The calculation of field strength is possible in the case of known location relationships and magnetization parameters through the application of the dipole equation [25]. This is known as the solution to the forward problem. The calculation in the opposite direction is not a straightforward process. This direction corresponds to the conclusion from the measured values to the position and orientation of the dipole. This task is referred to as the inverse problem. It is possible to apply a numerical optimization procedure, whereby a cost function is minimized. The cost function is also known as an error function or a distance norm. This optimization task can be solved numerically via an iterative procedure. Details of iterative methods for locating objects using magnetic tracking and navigation systems are discussed in the literature [26–31].
Our system models the ring magnet as an ideal magnetic dipole and continuously matches calculated field values to the 64 sensor readings, so all six pose parameters (x, y, z, plus three orientation angles) are estimated in real time. An optimizer algorithm perturbs these parameters step-wise and accepts only moves that shrink the residual error, converging on the magnet’s true 3-D position with sub-millimeter accuracy.

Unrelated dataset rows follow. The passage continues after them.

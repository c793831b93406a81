use tracing_error::ErrorLayer;
use tracing_subscriber::{fmt, prelude::*, EnvFilter};

const DEFAULT_FILTER: &str = "voting_server=debug,info";

/// Installs the global subscriber. `RUST_LOG` overrides the default filter.
pub fn init() {
    let filter =
        EnvFilter::try_from_default_env().unwrap_or_else(|_| EnvFilter::new(DEFAULT_FILTER));

    tracing_subscriber::registry()
        .with(filter)
        .with(fmt::layer())
        .with(ErrorLayer::default())
        .init();
}
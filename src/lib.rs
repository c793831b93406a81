pub mod api;
pub mod config;
pub mod db;
pub mod error;
pub mod log;
pub mod server;
pub mod services;
pub mod span;
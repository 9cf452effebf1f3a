//! Stream-backed connections and the TCP transport.

use std::io::ErrorKind;
use std::net::SocketAddr;
use std::sync::atomic::{AtomicU64, Ordering};

use tokio::io::{AsyncRead, AsyncReadExt, AsyncWrite, AsyncWriteExt, ReadHalf, WriteHalf};
use tokio::net::{TcpListener, TcpStream};
use tokio::sync::Mutex;

use crate::{Connection, ConnectionId, Transport, TransportError};

/// Counter for generating unique connection IDs.
static NEXT_CONNECTION_ID: AtomicU64 = AtomicU64::new(1);

pub(crate) fn next_connection_id() -> ConnectionId {
    ConnectionId::new(NEXT_CONNECTION_ID.fetch_add(1, Ordering::Relaxed))
}

/// A TCP-based [`Transport`] that listens for incoming connections.
pub struct TcpTransport {
    listener: TcpListener,
}

impl TcpTransport {
    /// Binds a new TCP transport to the given address.
    pub async fn bind(addr: &str) -> Result<Self, TransportError> {
        let listener = TcpListener::bind(addr)
            .await
            .map_err(TransportError::AcceptFailed)?;
        tracing::info!(addr, "TCP transport listening");
        Ok(Self { listener })
    }

    /// Returns the address the listener is bound to.
    pub fn local_addr(&self) -> std::io::Result<SocketAddr> {
        self.listener.local_addr()
    }
}

impl Transport for TcpTransport {
    type Connection = TcpConnection;

    async fn accept(&mut self) -> Result<Self::Connection, TransportError> {
        let (stream, addr) = self
            .listener
            .accept()
            .await
            .map_err(TransportError::AcceptFailed)?;

        let conn = StreamConnection::new(stream);
        tracing::debug!(id = %conn.id(), %addr, "accepted TCP connection");
        Ok(conn)
    }
}

/// A [`Connection`] over any async byte stream.
///
/// The stream is split so reads and writes never wait on each other.
pub struct StreamConnection<S> {
    id: ConnectionId,
    reader: Mutex<ReadHalf<S>>,
    writer: Mutex<WriteHalf<S>>,
}

impl<S> std::fmt::Debug for StreamConnection<S> {
    fn fmt(&self, f: &mut std::fmt::Formatter<'_>) -> std::fmt::Result {
        f.debug_struct("StreamConnection").field("id", &self.id).finish_non_exhaustive()
    }
}

/// A connection over a TCP socket.
pub type TcpConnection = StreamConnection<TcpStream>;

impl<S> StreamConnection<S>
where
    S: AsyncRead + AsyncWrite + Send + 'static,
{
    /// Wraps a stream, assigning it a fresh [`ConnectionId`].
    pub fn new(stream: S) -> Self {
        let (reader, writer) = tokio::io::split(stream);
        Self {
            id: next_connection_id(),
            reader: Mutex::new(reader),
            writer: Mutex::new(writer),
        }
    }
}

impl StreamConnection<TcpStream> {
    /// Opens a TCP connection to a server.
    pub async fn connect(addr: &str) -> Result<Self, TransportError> {
        let stream = TcpStream::connect(addr)
            .await
            .map_err(TransportError::ConnectFailed)?;
        // Frames are tiny and latency matters more than packet count.
        stream.set_nodelay(true).map_err(TransportError::ConnectFailed)?;
        let conn = Self::new(stream);
        tracing::debug!(id = %conn.id(), addr, "connected");
        Ok(conn)
    }
}

impl<S> Connection for StreamConnection<S>
where
    S: AsyncRead + AsyncWrite + Send + 'static,
{
    async fn send(&self, data: &[u8]) -> Result<(), TransportError> {
        let mut writer = self.writer.lock().await;
        writer
            .write_all(data)
            .await
            .map_err(TransportError::SendFailed)?;
        writer.flush().await.map_err(TransportError::SendFailed)
    }

    async fn recv_exact(&self, len: usize) -> Result<Vec<u8>, TransportError> {
        let mut buf = vec![0; len];
        let mut reader = self.reader.lock().await;
        match reader.read_exact(&mut buf).await {
            Ok(_) => Ok(buf),
            Err(e) if e.kind() == ErrorKind::UnexpectedEof => {
                Err(TransportError::ConnectionClosed(format!(
                    "{} ended before a {len}-byte frame",
                    self.id
                )))
            }
            Err(e) => Err(TransportError::ReceiveFailed(e)),
        }
    }

    async fn close(&self) -> Result<(), TransportError> {
        self.writer
            .lock()
            .await
            .shutdown()
            .await
            .map_err(TransportError::SendFailed)
    }

    fn id(&self) -> ConnectionId {
        self.id
    }
}
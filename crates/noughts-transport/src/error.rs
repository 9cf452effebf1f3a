/// Errors that can occur in the transport layer.
#[derive(Debug, thiserror::Error)]
pub enum TransportError {
    /// The peer closed the stream before a full frame arrived.
    #[error("connection closed: {0}")]
    ConnectionClosed(String),

    /// Sending data failed.
    #[error("send failed: {0}")]
    SendFailed(#[source] std::io::Error),

    /// Receiving data failed.
    #[error("receive failed: {0}")]
    ReceiveFailed(#[source] std::io::Error),

    /// Binding or accepting connections failed.
    #[error("accept failed: {0}")]
    AcceptFailed(#[source] std::io::Error),

    /// Connecting to a remote server failed.
    #[error("connect failed: {0}")]
    ConnectFailed(#[source] std::io::Error),

    /// The transport was shut down.
    #[error("transport shut down")]
    Shutdown,
}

Direct gradient descent, while being the most straightforward approach, suffers from the statistic nature of the measurement data. We illustrate this in Fig. 8 using a histogram. A broad distribution is beneficial in this context. In contrast, a narrow distribution with a low mean typically indicates a distant or complete removed magnetic source. This happens in the case of complete extubation. Convergence must be evaluated in relation to the overall signal. Therefore, we present the convergence curves of both the absolute residual error (ARE) and the relative residual error (RRE), the latter being a more significant indicator of convergence quality.
Fig. 8.
Example diagrams for localization procedure results - Left: Histogram of measured sensor values including all sensor element of the array, red dotted line mean of sensor values - Right: Convergence of the residual error between dipole model and measured values for all steps in the optimization algorithm, blue: absolute residual error (ARE) orange: relative residual error (RRE) normalized with the mean of sensor data values
Based on comparative testing of alternative approaches, the developed software relies on stochastic “random walk” for optimization. This approach makes very small, random adjustments to the parameters and keeps them only when they lead to a lower residual error value. In particular, it robustness is required for processing of quantized and disturbed measured values.
This trial-and-error search approach with many steps may not be efficient in terms of computational effort, but it is fully sufficient to achieve near real-time performance. Modern processors can still complete the localization calculations in few milliseconds, which is more than sufficient for the reaction time in the monitoring use case [21–23]. The stochastic optimization method is easy to implement in software. Additionally, it is suitable for future conversion to resource-constrained processors or microcontrollers.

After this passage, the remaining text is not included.